*Requirement:*
Return all of the entries exactly as written.

*** Opening Record set ***

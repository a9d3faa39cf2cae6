use blockhook_model::{HookError, HookStage, Operation};

#[test]
fn stage_names_are_camel_case() {
    let names: Vec<_> = HookStage::ALL.iter().map(HookStage::as_str).collect();
    assert_eq!(
        names,
        vec!["beforeValidate", "beforeChange", "afterChange", "afterRead", "beforeDuplicate"]
    );
    assert_eq!(
        serde_json::to_string(&HookStage::BeforeDuplicate).unwrap(),
        "\"beforeDuplicate\""
    );
}

#[test]
fn create_and_update_share_sequence() {
    assert_eq!(
        Operation::Create.stages(),
        &[HookStage::BeforeValidate, HookStage::BeforeChange, HookStage::AfterChange]
    );
    assert_eq!(Operation::Update.stages(), Operation::Create.stages());
}

#[test]
fn read_only_runs_after_read() {
    assert_eq!(Operation::Read.stages(), &[HookStage::AfterRead]);
}

#[test]
fn duplicate_runs_before_duplicate_then_create() {
    let stages = Operation::Duplicate.stages();
    assert_eq!(stages[0], HookStage::BeforeDuplicate);
    assert_eq!(&stages[1..], Operation::Create.stages());
}

#[test]
fn hook_error_reason_and_display() {
    let rejected = HookError::reject("category must be positive");
    assert_eq!(rejected.reason(), "category must be positive");
    assert_eq!(rejected.to_string(), "rejected: category must be positive");

    let failed = HookError::failed("lookup timed out");
    assert_eq!(failed.to_string(), "failed: lookup timed out");
}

*** Closing Record set ***

*Solved problem:*
repository a9d3faa39cf2cae6
use blockhook_model::{HookError, HookStage, Operation};

#[test]
fn stage_names_are_camel_case() {
    let names: Vec<_> = HookStage::ALL.iter().map(HookStage::as_str).collect();
    assert_eq!(
        names,
        vec!["beforeValidate", "beforeChange", "afterChange", "afterRead", "beforeDuplicate"]
    );
    assert_eq!(
        serde_json::to_string(&HookStage::BeforeDuplicate).unwrap(),
        "\"beforeDuplicate\""
    );
}

#[test]
fn create_and_update_share_sequence() {
    assert_eq!(
        Operation::Create.stages(),
        &[HookStage::BeforeValidate, HookStage::BeforeChange, HookStage::AfterChange]
    );
    assert_eq!(Operation::Update.stages(), Operation::Create.stages());
}

#[test]
fn read_only_runs_after_read() {
    assert_eq!(Operation::Read.stages(), &[HookStage::AfterRead]);
}

#[test]
fn duplicate_runs_before_duplicate_then_create() {
    let stages = Operation::Duplicate.stages();
    assert_eq!(stages[0], HookStage::BeforeDuplicate);
    assert_eq!(&stages[1..], Operation::Create.stages());
}

#[test]
fn hook_error_reason_and_display() {
    let rejected = HookError::reject("category must be positive");
    assert_eq!(rejected.reason(), "category must be positive");
    assert_eq!(rejected.to_string(), "rejected: category must be positive");

    let failed = HookError::failed("lookup timed out");
    assert_eq!(failed.to_string(), "failed: lookup timed out");
}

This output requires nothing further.